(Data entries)
=== Begin Enclosure ===
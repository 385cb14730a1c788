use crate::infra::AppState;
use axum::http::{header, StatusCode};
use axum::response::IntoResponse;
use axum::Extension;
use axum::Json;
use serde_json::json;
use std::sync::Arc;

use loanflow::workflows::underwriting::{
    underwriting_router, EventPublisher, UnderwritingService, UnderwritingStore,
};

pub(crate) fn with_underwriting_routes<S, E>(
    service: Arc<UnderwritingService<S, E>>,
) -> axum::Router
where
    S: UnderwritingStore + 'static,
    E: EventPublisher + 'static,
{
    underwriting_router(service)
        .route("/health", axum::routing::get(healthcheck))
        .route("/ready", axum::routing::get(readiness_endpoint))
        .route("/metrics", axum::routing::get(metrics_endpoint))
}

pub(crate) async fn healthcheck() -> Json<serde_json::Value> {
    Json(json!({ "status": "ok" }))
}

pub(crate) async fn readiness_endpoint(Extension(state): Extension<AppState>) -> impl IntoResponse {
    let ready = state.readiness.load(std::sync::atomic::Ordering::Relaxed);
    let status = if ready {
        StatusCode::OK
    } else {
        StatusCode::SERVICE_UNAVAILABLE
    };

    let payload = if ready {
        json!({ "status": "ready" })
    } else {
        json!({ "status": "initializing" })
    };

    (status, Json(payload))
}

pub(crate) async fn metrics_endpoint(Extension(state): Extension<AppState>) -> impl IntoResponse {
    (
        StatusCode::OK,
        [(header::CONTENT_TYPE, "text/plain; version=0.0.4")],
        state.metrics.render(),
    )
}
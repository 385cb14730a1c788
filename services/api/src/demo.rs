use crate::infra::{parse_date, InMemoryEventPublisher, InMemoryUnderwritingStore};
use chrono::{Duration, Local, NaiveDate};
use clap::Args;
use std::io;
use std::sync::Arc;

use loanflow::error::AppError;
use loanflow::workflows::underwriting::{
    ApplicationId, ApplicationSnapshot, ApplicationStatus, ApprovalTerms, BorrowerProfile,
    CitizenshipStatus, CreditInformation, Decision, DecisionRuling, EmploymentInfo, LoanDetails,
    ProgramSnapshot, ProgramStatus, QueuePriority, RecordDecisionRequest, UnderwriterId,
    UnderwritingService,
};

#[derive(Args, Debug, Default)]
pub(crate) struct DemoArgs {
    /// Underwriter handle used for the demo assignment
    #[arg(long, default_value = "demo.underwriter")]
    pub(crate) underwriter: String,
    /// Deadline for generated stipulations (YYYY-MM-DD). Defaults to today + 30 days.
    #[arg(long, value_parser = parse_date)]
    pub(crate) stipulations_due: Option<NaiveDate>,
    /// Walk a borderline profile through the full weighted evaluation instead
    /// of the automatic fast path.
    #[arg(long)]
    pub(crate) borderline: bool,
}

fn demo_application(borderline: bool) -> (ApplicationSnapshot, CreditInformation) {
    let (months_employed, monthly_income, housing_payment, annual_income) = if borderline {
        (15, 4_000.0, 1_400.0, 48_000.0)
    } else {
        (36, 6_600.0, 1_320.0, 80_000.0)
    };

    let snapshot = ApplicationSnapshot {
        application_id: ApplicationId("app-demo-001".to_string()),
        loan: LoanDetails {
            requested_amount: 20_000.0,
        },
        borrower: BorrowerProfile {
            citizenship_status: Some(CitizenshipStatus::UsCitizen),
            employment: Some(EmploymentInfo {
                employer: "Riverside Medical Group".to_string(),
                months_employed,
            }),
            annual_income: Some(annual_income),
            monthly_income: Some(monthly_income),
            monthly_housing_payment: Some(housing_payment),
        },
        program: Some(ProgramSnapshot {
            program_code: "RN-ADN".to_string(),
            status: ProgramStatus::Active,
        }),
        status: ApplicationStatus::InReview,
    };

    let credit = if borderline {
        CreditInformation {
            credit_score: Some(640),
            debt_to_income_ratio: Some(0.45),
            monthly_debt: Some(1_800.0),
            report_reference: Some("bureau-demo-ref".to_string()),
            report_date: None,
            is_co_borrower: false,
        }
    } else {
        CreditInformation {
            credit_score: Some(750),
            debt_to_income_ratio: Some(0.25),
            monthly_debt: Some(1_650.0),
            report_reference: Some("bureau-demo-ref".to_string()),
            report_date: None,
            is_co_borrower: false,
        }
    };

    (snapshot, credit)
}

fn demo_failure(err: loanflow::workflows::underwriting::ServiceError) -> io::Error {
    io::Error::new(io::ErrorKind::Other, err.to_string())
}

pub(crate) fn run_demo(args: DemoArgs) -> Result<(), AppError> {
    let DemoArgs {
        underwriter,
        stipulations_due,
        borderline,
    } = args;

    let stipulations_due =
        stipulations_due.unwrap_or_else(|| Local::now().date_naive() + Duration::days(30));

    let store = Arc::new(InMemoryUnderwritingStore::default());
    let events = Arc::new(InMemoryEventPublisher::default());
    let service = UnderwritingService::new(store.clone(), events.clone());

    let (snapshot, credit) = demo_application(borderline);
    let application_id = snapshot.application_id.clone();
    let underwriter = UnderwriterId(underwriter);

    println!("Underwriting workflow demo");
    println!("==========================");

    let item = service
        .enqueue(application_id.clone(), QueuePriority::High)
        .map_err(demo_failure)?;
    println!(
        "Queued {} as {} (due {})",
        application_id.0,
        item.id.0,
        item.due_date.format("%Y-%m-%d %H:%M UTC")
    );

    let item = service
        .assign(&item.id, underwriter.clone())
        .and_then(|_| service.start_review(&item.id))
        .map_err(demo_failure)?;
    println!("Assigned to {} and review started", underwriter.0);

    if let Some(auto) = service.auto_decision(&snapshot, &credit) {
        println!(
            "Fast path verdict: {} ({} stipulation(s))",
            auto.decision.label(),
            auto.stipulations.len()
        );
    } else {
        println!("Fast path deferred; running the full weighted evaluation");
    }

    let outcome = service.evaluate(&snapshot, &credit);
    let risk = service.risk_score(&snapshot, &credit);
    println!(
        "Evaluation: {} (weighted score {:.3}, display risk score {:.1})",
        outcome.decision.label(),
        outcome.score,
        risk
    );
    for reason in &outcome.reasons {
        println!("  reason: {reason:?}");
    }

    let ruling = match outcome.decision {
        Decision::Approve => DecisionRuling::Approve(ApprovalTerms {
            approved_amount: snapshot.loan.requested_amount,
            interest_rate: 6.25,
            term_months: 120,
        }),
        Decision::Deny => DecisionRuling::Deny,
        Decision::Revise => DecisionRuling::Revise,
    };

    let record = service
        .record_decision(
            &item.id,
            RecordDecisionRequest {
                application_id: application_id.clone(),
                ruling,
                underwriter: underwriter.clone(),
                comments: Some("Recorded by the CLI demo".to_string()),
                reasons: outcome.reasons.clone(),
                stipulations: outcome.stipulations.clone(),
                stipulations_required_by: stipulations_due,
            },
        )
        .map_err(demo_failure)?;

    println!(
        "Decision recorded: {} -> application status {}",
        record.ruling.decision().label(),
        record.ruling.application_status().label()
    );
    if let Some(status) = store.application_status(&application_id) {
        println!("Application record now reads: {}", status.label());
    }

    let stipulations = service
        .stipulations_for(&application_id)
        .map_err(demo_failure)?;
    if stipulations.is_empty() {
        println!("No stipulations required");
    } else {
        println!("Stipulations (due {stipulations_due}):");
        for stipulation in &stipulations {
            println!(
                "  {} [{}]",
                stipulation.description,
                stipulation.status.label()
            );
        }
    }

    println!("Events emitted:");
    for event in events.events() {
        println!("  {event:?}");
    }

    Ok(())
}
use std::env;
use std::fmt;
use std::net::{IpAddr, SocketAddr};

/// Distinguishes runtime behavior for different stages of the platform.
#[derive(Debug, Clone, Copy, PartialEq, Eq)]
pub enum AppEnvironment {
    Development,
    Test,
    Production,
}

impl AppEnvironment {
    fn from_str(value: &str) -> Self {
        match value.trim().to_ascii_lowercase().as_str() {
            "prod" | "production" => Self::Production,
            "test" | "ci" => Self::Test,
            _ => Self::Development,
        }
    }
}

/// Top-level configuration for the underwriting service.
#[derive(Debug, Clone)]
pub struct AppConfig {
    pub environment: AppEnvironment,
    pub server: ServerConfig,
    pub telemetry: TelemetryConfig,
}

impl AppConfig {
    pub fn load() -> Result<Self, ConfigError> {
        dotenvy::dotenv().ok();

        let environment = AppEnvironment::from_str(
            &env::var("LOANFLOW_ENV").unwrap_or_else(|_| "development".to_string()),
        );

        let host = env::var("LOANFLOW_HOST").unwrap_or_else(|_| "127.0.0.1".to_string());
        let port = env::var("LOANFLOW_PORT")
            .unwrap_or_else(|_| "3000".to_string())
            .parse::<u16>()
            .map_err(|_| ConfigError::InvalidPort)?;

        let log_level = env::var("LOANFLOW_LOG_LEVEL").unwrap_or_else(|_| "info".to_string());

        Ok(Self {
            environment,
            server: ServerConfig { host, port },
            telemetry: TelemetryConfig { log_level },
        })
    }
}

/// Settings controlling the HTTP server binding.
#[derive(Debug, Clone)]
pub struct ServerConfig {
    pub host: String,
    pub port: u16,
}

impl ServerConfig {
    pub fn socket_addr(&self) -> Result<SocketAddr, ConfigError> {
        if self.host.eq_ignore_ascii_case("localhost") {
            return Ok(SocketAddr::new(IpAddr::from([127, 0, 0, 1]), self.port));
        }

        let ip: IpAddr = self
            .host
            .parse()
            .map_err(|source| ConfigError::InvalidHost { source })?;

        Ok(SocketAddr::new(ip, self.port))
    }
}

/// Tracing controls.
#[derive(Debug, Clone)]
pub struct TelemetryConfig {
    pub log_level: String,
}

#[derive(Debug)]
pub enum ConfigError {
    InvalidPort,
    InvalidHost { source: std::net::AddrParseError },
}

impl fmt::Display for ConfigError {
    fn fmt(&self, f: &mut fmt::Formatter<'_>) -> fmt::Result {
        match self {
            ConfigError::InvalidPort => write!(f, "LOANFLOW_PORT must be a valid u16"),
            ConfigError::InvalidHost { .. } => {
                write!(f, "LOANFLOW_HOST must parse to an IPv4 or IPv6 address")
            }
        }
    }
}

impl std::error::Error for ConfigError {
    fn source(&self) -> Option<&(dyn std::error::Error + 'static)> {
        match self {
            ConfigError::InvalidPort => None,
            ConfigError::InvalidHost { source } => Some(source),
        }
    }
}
=== End Enclosure ===
Requirement. Each line of the entries above that contains "path" must be copied into the answer.

Result of the task.
    /// of the automatic fast path.
            "Fast path verdict: {} ({} stipulation(s))",
        println!("Fast path deferred; running the full weighted evaluation");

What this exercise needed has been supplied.